**ASSIGNMENT**
For each line below that includes the word "BTreeSet", make a copy.
══ DATA FOR REVIEW
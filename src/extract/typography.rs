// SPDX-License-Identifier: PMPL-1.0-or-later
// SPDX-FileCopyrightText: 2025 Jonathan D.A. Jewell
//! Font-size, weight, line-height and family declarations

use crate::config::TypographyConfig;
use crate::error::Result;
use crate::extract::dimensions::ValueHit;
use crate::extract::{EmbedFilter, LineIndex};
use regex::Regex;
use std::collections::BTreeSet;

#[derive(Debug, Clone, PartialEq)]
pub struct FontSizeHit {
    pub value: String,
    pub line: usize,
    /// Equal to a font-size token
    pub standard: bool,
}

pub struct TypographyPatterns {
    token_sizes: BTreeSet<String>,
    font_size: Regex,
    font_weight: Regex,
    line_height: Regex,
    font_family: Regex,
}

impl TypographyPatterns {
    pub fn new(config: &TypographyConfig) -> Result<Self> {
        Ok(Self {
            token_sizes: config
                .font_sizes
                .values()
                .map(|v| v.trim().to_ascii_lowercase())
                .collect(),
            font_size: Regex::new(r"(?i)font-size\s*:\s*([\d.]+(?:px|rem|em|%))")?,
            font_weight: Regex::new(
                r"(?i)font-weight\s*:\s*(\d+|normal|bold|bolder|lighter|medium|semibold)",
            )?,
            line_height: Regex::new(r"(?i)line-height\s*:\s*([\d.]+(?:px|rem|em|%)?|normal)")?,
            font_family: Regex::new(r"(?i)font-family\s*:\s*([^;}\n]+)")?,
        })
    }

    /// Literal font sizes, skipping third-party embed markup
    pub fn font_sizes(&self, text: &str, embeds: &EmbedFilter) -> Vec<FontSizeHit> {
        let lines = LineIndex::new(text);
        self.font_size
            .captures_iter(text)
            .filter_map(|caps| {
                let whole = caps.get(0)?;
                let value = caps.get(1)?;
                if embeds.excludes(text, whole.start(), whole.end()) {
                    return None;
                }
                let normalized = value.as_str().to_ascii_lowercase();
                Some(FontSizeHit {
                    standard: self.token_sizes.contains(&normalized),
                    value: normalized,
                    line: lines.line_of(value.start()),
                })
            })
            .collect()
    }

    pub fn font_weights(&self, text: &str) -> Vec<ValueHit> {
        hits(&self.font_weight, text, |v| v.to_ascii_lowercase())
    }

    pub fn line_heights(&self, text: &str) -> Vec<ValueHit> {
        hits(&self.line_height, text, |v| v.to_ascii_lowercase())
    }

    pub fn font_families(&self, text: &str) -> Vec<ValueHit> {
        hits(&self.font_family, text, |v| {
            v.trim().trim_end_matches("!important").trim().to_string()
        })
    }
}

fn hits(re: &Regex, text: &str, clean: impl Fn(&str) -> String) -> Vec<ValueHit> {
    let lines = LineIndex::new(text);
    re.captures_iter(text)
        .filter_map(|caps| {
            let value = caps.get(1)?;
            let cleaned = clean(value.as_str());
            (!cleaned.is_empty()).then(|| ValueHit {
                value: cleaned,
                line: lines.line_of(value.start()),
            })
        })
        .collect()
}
════
**SOLUTION TO THIS TASK**
use std::collections::BTreeSet;
    token_sizes: BTreeSet<String>,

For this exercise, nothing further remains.